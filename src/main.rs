use anyhow::{bail, Context};
use clap::{Parser, Subcommand};
use hotpush_lib::core::format_file_tree;
use hotpush_lib::logging::{init_logging, log_dir, LogConfig};
use hotpush_lib::{AppState, ReloaderConfig, CONFIG_FILE};
use std::path::{Path, PathBuf};

#[derive(Parser)]
#[command(name = "hotpush")]
#[command(version)]
#[command(about = "热重载与增量推送：修改代码后自动同步到设备并重新加载")]
struct Cli {
    /// 项目根目录
    #[arg(short, long, global = true, default_value = ".")]
    project: PathBuf,

    /// 输出调试日志
    #[arg(short, long, global = true)]
    verbose: bool,

    #[command(subcommand)]
    command: Commands,
}

#[derive(Subcommand)]
enum Commands {
    /// 在项目目录生成默认配置文件
    Init {
        /// 覆盖已有配置
        #[arg(short, long)]
        force: bool,
    },

    /// 监听文件变化，推送到设备并在本地重载
    #[command(visible_aliases = ["run", "start"])]
    Watch,

    /// 立即推送一次当前变更
    Push {
        /// 以 JSON 输出推送报告
        #[arg(long)]
        json: bool,
    },

    /// 设备端：接收推送并重载
    Serve {
        /// 监听地址
        #[arg(long, default_value = "0.0.0.0")]
        host: String,
    },

    /// 显示与上次提交快照之间的差异
    Status,

    /// 丢弃已提交的快照，下次推送为完整推送
    Reset,
}

#[tokio::main]
async fn main() -> anyhow::Result<()> {
    let cli = Cli::parse();

    if let Commands::Init { force } = cli.command {
        return init(&cli.project, force);
    }

    let _guard = init_logging(
        &log_dir(&cli.project),
        &LogConfig::load(&cli.project),
        cli.verbose,
    );

    let state = AppState::load(&cli.project)?;
    let signal_state = state.clone();
    tokio::spawn(async move {
        if tokio::signal::ctrl_c().await.is_ok() {
            signal_state.shutdown();
        }
    });

    match cli.command {
        Commands::Init { .. } => Ok(()),
        Commands::Watch => state.run_watch().await,
        Commands::Serve { host } => state.run_serve(&host).await,
        Commands::Push { json } => push(&state, json).await,
        Commands::Status => status(&state).await,
        Commands::Reset => {
            state.push_engine().reset()?;
            println!("已清除提交快照，下次推送将发送完整包");
            Ok(())
        }
    }
}

fn init(project: &Path, force: bool) -> anyhow::Result<()> {
    let path = project.join(CONFIG_FILE);
    if path.exists() && !force {
        bail!("{} 已存在，使用 --force 覆盖", path.display());
    }
    ReloaderConfig::default()
        .save(project)
        .with_context(|| format!("写入 {} 失败", path.display()))?;
    println!("已生成 {}", path.display());
    Ok(())
}

async fn push(state: &AppState, json: bool) -> anyhow::Result<()> {
    let mut engine = state.push_engine();
    let report = engine.run_once().await?;

    if json {
        println!("{}", serde_json::to_string_pretty(&report)?);
    } else if report.is_noop() {
        println!("没有需要推送的变更");
    } else {
        for device in &report.devices {
            match &device.error {
                None => println!("✓ {} ({} 字节)", device.device, device.bytes),
                Some(e) => println!("✗ {}: {}", device.device, e),
            }
        }
        println!(
            "{} 个文件, {} 个删除, 耗时 {}ms",
            report.files_sent, report.files_deleted, report.duration_ms
        );
    }

    if !report.is_noop() && !report.all_acknowledged() {
        bail!("部分设备未确认更新，快照未提交");
    }
    Ok(())
}

async fn status(state: &AppState) -> anyhow::Result<()> {
    let status = state.push_engine().status().await?;
    if status.changes.is_empty() {
        println!("没有变更 (共 {} 个文件)", status.total_files);
        return Ok(());
    }

    println!("{}", format_file_tree(&status.changes.added, "新增"));
    println!("{}", format_file_tree(&status.changes.modified, "修改"));
    println!("{}", format_file_tree(&status.changes.deleted, "删除"));
    println!(
        "{} / {} 个文件有变更，下次推送方式: {}",
        status.changes.changed_count(),
        status.total_files,
        status.kind
    );
    Ok(())
}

------

● Exercise requirements
Go through the listing above and pull out each line containing the word "ReloaderConfig".

● Solution to this problem
use hotpush_lib::{AppState, ReloaderConfig, CONFIG_FILE};
    ReloaderConfig::default()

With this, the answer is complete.